Een wand van dozen is intussen ontstaan. Dinsdag komt de Kringloopwinkel de buit ophalen, een paar doosjes met boeken en cd's probeer ik nog te gelde te maken. Ik geniet nu al van de ruimte die gaat ontstaan. Als deze missie achter de rug is kan de voorbereiding voor Odessa een nieuwe fase in.

Intussen verzamel ik opnieuw, straatnamen bijvoorbeeld, uit Paustovsky's  'Tijd van de grote verwachtingen'. Op de iPad zoek ik alvast op waar ik het stadsdeel Lanzjeron en de Tsjernomorskaja straat kan vinden. Voor straks...

vrijdag 11 maart 2016

Weer naar de top


Deze week heb ik de Tafelberg beklommen. Nu, drie dagen later voel ik de spierpijn nog steeds, niet gewend om over rotsblokken te klauteren, te voet hoogtemeters te maken en als een springbok een bergpas af te dalen. Als ik nu een trap afloop oog ik als een kreupele. Maar wat deert het?

Nog maar een halfjaar geleden reed ik door een lullige inschattingsfout mijn motor total-loss, ramde op mijn hellevaart een paar auto’s en liep zelf een dubbele bekkenbreuk op. Bijgevolg kon ik niet meer lopen en was ik wekenlang aan huis gebonden. Binnenshuis bewoog ik me voort in een rolstoel en leerde stap voor stap weer lopen. Fietsen was sowieso niet aan de orde. Niet het beste vooruitzicht voor iemand die van plan is een lange fietstocht te ondernemen.

Maar gestaag ging het de goede kant uit, nam de pijn af en vergrootte ik mijn uithoudingsvermogen en actieradius. Met resultaat! Twee weken gelden liep ik naar de Sanipass (even buurten in Lesotho), maar vooral de Tafelberg had het bevrijdende effect: genezen, gezond, kan weer alles, nu alleen oppassen dat ik niet nogmaals val.



De angst om te vallen krijgt me wel nog gemakkelijk te pakken. Vanochtend hebben we nog een laatste inspanning geleverd, ditmaal op een mountainbike over gravelpad en rotsige ondergrond in  Jonkershoek. Bergop en met stevige wind tegen lag mijn tempo laag. Het deerde me niet. Maar op de terugweg, met wind in de rug, zat de kramp er in. Niet vallen, niet vallen, joeg maar door mijn kop, niet overmoedig worden. Mijn handen met witte knokkels aan het stuur, vingers aan de remmen, speurend naar iedere potentiële kiezelstrook die tot een schuiver kan leiden. Bekaf, aan het einde van de rit. Pas weer op glad asfalt kon ik ontspannen en de fiets de vrije teugel geven, om met een vaartje van 30+ omlaag te suizen.
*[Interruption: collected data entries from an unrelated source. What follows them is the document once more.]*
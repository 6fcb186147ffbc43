//! Minimal device limits for drawing one piece of geometry

use lumen_core::geometry::{ParsedGeometry, FLOATS_PER_VERTEX};
use wgpu::{BufferAddress, Limits};

use crate::gpu::buffers::padded_len;

/// Position (2 floats) and color (3 floats)
pub const VERTEX_ATTRIBUTE_COUNT: u32 = 2;
/// Byte stride of one vertex record
pub const VERTEX_STRIDE: BufferAddress = (FLOATS_PER_VERTEX * std::mem::size_of::<f32>()) as BufferAddress;

/// Limits derived from the size and layout of a geometry
#[derive(Debug, Clone, Copy, PartialEq, Eq)]
pub struct GeometryLimits {
    pub max_vertex_attributes: u32,
    pub max_vertex_buffers: u32,
    pub max_vertex_buffer_array_stride: u32,
    pub max_buffer_size: u64,
}

impl GeometryLimits {
    pub fn for_geometry(geometry: &ParsedGeometry) -> Self {
        let vertex_bytes = padded_len(geometry.point_bytes().len() as u64);
        let index_bytes = padded_len(geometry.index_bytes().len() as u64);

        Self {
            max_vertex_attributes: VERTEX_ATTRIBUTE_COUNT,
            max_vertex_buffers: 1,
            max_vertex_buffer_array_stride: VERTEX_STRIDE as u32,
            max_buffer_size: vertex_bytes.max(index_bytes).max(wgpu::COPY_BUFFER_ALIGNMENT),
        }
    }

    /// Build the limits to request from a device.
    ///
    /// Starts from the WebGL2 downlevel baseline, keeps the adapter's texture
    /// resolution and offset alignments, then narrows the vertex limits.
    /// Falls back to what the adapter supports when the narrowed set would
    /// still exceed it.
    pub fn resolve(&self, supported: &Limits) -> Limits {
        let mut limits = Limits::downlevel_webgl2_defaults().using_resolution(supported.clone());

        limits.max_vertex_attributes = self.max_vertex_attributes;
        limits.max_vertex_buffers = self.max_vertex_buffers;
        limits.max_vertex_buffer_array_stride = self.max_vertex_buffer_array_stride;
        limits.max_buffer_size = self.max_buffer_size;
        limits.min_uniform_buffer_offset_alignment = supported.min_uniform_buffer_offset_alignment;
        limits.min_storage_buffer_offset_alignment = supported.min_storage_buffer_offset_alignment;

        if limits.check_limits(supported) {
            limits
        } else {
            supported.clone()
        }
    }
}

#[cfg(test)]
mod tests {
    use super::*;
    use pretty_assertions::assert_eq;

    fn triangle() -> ParsedGeometry {
        ParsedGeometry {
            points: vec![0.0; 15],
            indices: vec![0, 1, 2],
        }
    }

    #[test]
    fn test_stride_is_five_floats() {
        assert_eq!(VERTEX_STRIDE, 20);
    }

    #[test]
    fn test_limits_fit_geometry() {
        let limits = GeometryLimits::for_geometry(&triangle());

        assert_eq!(limits.max_vertex_attributes, 2);
        assert_eq!(limits.max_vertex_buffers, 1);
        assert_eq!(limits.max_vertex_buffer_array_stride, 20);
        // 3 vertices * 20 bytes beats 3 indices padded to 8 bytes
        assert_eq!(limits.max_buffer_size, 60);
    }

    #[test]
    fn test_empty_geometry_keeps_minimum_size() {
        let limits = GeometryLimits::for_geometry(&ParsedGeometry::default());
        assert_eq!(limits.max_buffer_size, wgpu::COPY_BUFFER_ALIGNMENT);
    }

    #[test]
    fn test_resolve_copies_alignment() {
        let mut supported = Limits::default();
        supported.min_uniform_buffer_offset_alignment = 64;
        supported.min_storage_buffer_offset_alignment = 32;

        let limits = GeometryLimits::for_geometry(&triangle()).resolve(&supported);

        assert_eq!(limits.min_uniform_buffer_offset_alignment, 64);
        assert_eq!(limits.min_storage_buffer_offset_alignment, 32);
        assert_eq!(limits.max_vertex_attributes, 2);
        assert_eq!(limits.max_buffer_size, 60);
        assert_eq!(
            limits.max_texture_dimension_2d,
            supported.max_texture_dimension_2d
        );
    }

    #[test]
    fn test_resolve_falls_back_when_adapter_is_smaller() {
        let mut supported = Limits::default();
        supported.max_buffer_size = 16;

        let limits = GeometryLimits::for_geometry(&triangle()).resolve(&supported);
        assert_eq!(limits, supported);
    }
}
At the End heet het café waar we van onze koffie genoten. Schadevrij happy at the end, mag ik wel zeggen. Zaterdag zijn we weer thuis en kan de echte voorbereiding naar Odessa beginnen.

donderdag 3 maart 2016

Bagage

Ongemakkelijk spant de te krappe zijden broek rond mijn billen. Ik heb hem vanochtend opgevist uit de voorraad nog ongebruikte kleding. Zo gaat het altijd. Na dagen rondreizen is de ordening van kleren -per soort in plastic tasje pakt- in mijn koffer verloren gegaan. Een duidelijke scheiding is zichtbaar tussen bruikbaar en niet-bruikbaar. Mijn zwarte broek is al twee keer gewassen en gaat ook vandaag - een reisdag van Port Elizabeth naar George- weer aan. Een paar hemdjes, een jurk, twee shirtjes, dat is het ongeveer wat ik draag.
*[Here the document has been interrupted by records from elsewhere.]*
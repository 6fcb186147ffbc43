//! Device management for wgpu
//!
//! Handles wgpu instance, adapter, device and queue initialization.

use lumen_core::config::{PowerPreferenceConfig, RendererConfig};
use lumen_core::logging::LogCategory;
use lumen_core::{lumen_error, lumen_info};
use wgpu::{
    Adapter, AdapterInfo, Backends, Device, DeviceDescriptor, Features, Instance,
    InstanceDescriptor, Limits, PowerPreference, Queue, RequestAdapterOptions, Surface,
};

use crate::error::{RendererError, Result};
use crate::gpu::limits::GeometryLimits;

/// Parse backend names from configuration; an empty list selects all backends
pub fn backends_from_names<S: AsRef<str>>(names: &[S]) -> Result<Backends> {
    if names.is_empty() {
        return Ok(Backends::all());
    }

    names.iter().try_fold(Backends::empty(), |acc, name| {
        let backend = match name.as_ref().to_ascii_lowercase().as_str() {
            "vulkan" => Backends::VULKAN,
            "metal" => Backends::METAL,
            "dx12" => Backends::DX12,
            "gl" | "opengl" => Backends::GL,
            "webgpu" => Backends::BROWSER_WEBGPU,
            "primary" => Backends::PRIMARY,
            "secondary" => Backends::SECONDARY,
            other => return Err(RendererError::UnknownBackend(other.to_string())),
        };
        Ok(acc | backend)
    })
}

fn power_preference(config: PowerPreferenceConfig) -> PowerPreference {
    match config {
        PowerPreferenceConfig::None => PowerPreference::None,
        PowerPreferenceConfig::LowPower => PowerPreference::LowPower,
        PowerPreferenceConfig::HighPerformance => PowerPreference::HighPerformance,
    }
}

/// Options for acquiring an adapter and device
#[derive(Debug, Clone)]
pub struct DeviceOptions {
    pub backends: Backends,
    pub power_preference: PowerPreference,
    /// Narrow limits for one geometry; `None` requests everything the
    /// adapter offers
    pub geometry_limits: Option<GeometryLimits>,
    pub label: String,
}

impl Default for DeviceOptions {
    fn default() -> Self {
        Self {
            backends: Backends::all(),
            power_preference: PowerPreference::None,
            geometry_limits: None,
            label: "Lumen Device".to_string(),
        }
    }
}

impl DeviceOptions {
    pub fn from_config(config: &RendererConfig) -> Result<Self> {
        Ok(Self {
            backends: backends_from_names(&config.backends)?,
            power_preference: power_preference(config.power_preference),
            ..Default::default()
        })
    }

    pub fn with_geometry_limits(mut self, limits: GeometryLimits) -> Self {
        self.geometry_limits = Some(limits);
        self
    }
}

/// Named subset of limits worth printing
pub fn limit_summary(limits: &Limits) -> Vec<(&'static str, u64)> {
    vec![
        ("max_texture_dimension_1d", limits.max_texture_dimension_1d.into()),
        ("max_texture_dimension_2d", limits.max_texture_dimension_2d.into()),
        ("max_texture_dimension_3d", limits.max_texture_dimension_3d.into()),
        ("max_texture_array_layers", limits.max_texture_array_layers.into()),
        ("max_bind_groups", limits.max_bind_groups.into()),
        ("max_uniform_buffer_binding_size", limits.max_uniform_buffer_binding_size.into()),
        ("max_storage_buffer_binding_size", limits.max_storage_buffer_binding_size.into()),
        ("min_uniform_buffer_offset_alignment", limits.min_uniform_buffer_offset_alignment.into()),
        ("min_storage_buffer_offset_alignment", limits.min_storage_buffer_offset_alignment.into()),
        ("max_vertex_buffers", limits.max_vertex_buffers.into()),
        ("max_buffer_size", limits.max_buffer_size),
        ("max_vertex_attributes", limits.max_vertex_attributes.into()),
        ("max_vertex_buffer_array_stride", limits.max_vertex_buffer_array_stride.into()),
        ("max_inter_stage_shader_components", limits.max_inter_stage_shader_components.into()),
        ("max_compute_workgroup_storage_size", limits.max_compute_workgroup_storage_size.into()),
        ("max_compute_invocations_per_workgroup", limits.max_compute_invocations_per_workgroup.into()),
        ("max_compute_workgroup_size_x", limits.max_compute_workgroup_size_x.into()),
        ("max_compute_workgroup_size_y", limits.max_compute_workgroup_size_y.into()),
        ("max_compute_workgroup_size_z", limits.max_compute_workgroup_size_z.into()),
        ("max_compute_workgroups_per_dimension", limits.max_compute_workgroups_per_dimension.into()),
    ]
}

/// Feature names, sorted
pub fn feature_names(features: Features) -> Vec<String> {
    let mut names: Vec<String> = features
        .iter_names()
        .map(|(name, _)| name.to_string())
        .collect();
    names.sort();
    names
}

/// Snapshot of what an adapter or device offers
#[derive(Debug, Clone)]
pub struct GpuReport {
    pub info: AdapterInfo,
    pub features: Vec<String>,
    pub limits: Vec<(&'static str, u64)>,
}

/// Manages wgpu device and queue
pub struct DeviceManager {
    instance: Instance,
    adapter: Adapter,
    device: Device,
    queue: Queue,
}

impl DeviceManager {
    pub fn create_instance(backends: Backends) -> Instance {
        Instance::new(InstanceDescriptor {
            backends,
            ..Default::default()
        })
    }

    /// Create a headless device manager
    ///
    /// # Errors
    /// Returns error if no suitable adapter found or device creation fails
    pub async fn new(options: &DeviceOptions) -> Result<Self> {
        let instance = Self::create_instance(options.backends);
        Self::with_instance(instance, None, options).await
    }

    /// Create a device manager on an existing instance, optionally requiring
    /// the adapter to present to `compatible_surface`
    pub async fn with_instance(
        instance: Instance,
        compatible_surface: Option<&Surface<'_>>,
        options: &DeviceOptions,
    ) -> Result<Self> {
        lumen_info!(LogCategory::Gpu, "Requesting adapter...");
        let adapter = instance
            .request_adapter(&RequestAdapterOptions {
                power_preference: options.power_preference,
                compatible_surface,
                force_fallback_adapter: false,
            })
            .await
            .ok_or(RendererError::NoAdapter)?;

        let adapter_info = adapter.get_info();
        lumen_info!(
            LogCategory::Gpu,
            name = %adapter_info.name,
            backend = ?adapter_info.backend,
            device_type = ?adapter_info.device_type,
            "Got adapter"
        );

        let supported = adapter.limits();
        let required_limits = match options.geometry_limits {
            Some(geometry) => geometry.resolve(&supported),
            None => supported,
        };

        lumen_info!(LogCategory::Gpu, "Requesting device...");
        let (device, queue) = adapter
            .request_device(
                &DeviceDescriptor {
                    label: Some(options.label.as_str()),
                    required_features: Features::empty(),
                    required_limits,
                },
                None,
            )
            .await?;

        device.on_uncaptured_error(Box::new(|error: wgpu::Error| {
            lumen_error!(LogCategory::Gpu, %error, "Uncaptured device error");
        }));

        lumen_info!(LogCategory::Gpu, label = %options.label, "Got device");

        Ok(Self {
            instance,
            adapter,
            device,
            queue,
        })
    }

    /// Get reference to the device
    pub fn device(&self) -> &Device {
        &self.device
    }

    /// Get reference to the queue
    pub fn queue(&self) -> &Queue {
        &self.queue
    }

    /// Get reference to the adapter
    pub fn adapter(&self) -> &Adapter {
        &self.adapter
    }

    /// Get reference to the instance
    pub fn instance(&self) -> &Instance {
        &self.instance
    }

    pub fn adapter_info(&self) -> AdapterInfo {
        self.adapter.get_info()
    }

    /// Get device limits
    pub fn limits(&self) -> Limits {
        self.device.limits()
    }

    pub fn describe_adapter(&self) -> GpuReport {
        GpuReport {
            info: self.adapter.get_info(),
            features: feature_names(self.adapter.features()),
            limits: limit_summary(&self.adapter.limits()),
        }
    }

    pub fn describe_device(&self) -> GpuReport {
        GpuReport {
            info: self.adapter.get_info(),
            features: feature_names(self.device.features()),
            limits: limit_summary(&self.device.limits()),
        }
    }
}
Mijn witte broek heeft het op de eerste dag al begeven, niet bestand tegen het wellicht niet direct zichtbare, maar wel meetbare surplus aan persoonlijk gewicht. Het ding ligt sindsdien op de bodem van mijn koffer en is inmiddels vervangen door een slodderig exemplaar van Chinese makelij uit een lokale winkel. Ik vrees elke foto waar ik die broek op aan heb. Maar hij zit wel lekker en dan kijk je niet zo nauw.
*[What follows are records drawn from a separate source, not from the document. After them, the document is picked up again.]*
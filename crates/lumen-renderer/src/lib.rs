//! Lumen Renderer
//!
//! wgpu setup around [`ParsedGeometry`](lumen_core::ParsedGeometry): device
//! acquisition, surface configuration, a single render pipeline, buffer
//! upload, async read-back and the per-frame draw.

pub mod error;
pub mod gpu;
pub mod pipeline;
pub mod renderer;
pub mod shader;

pub use error::{RendererError, Result};
pub use gpu::{
    DeviceManager, DeviceOptions, GeometryBuffers, GeometryLimits, GpuReport, SurfaceManager,
};
pub use pipeline::GeometryPipeline;
pub use renderer::{FrameOutcome, GeometryRenderer};

// Re-exported so downstream crates build against the same wgpu
pub use wgpu;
Mijn bagage overziend wordt duidelijk dat ik straks, voor mijn fietstocht naar Odessa, met beduidend minder toe kan. Niemand die het zal opmerken als je dag na dag dezelfde kleren draagt. Hooguit heb je er zelf last van. In feite heeft het niet zo veel belang.

Voor sommigen is die koffer en wat erin mee kan gaan wel van levensbelang. Gisteren bezochten we het Nelson Mandela Metropolitan Art Museum in Port Elizabeth. Een klein museum, wat amateuristisch ingericht, met een aardige diverse collectie, beetje archeologie, beetje volkskunde, beetje moderne Europese kunst, beetje hedendaagse kunst. Ik las er bijvoorbeeld dat door de komst en de handelsroutes van de Nederlanders het contact tussen Afrika en China is ontstaan. En dat de Chinezen nu zelf invulling geven aan die handelsrelatie (vandaar die  goedkope flodderige broek).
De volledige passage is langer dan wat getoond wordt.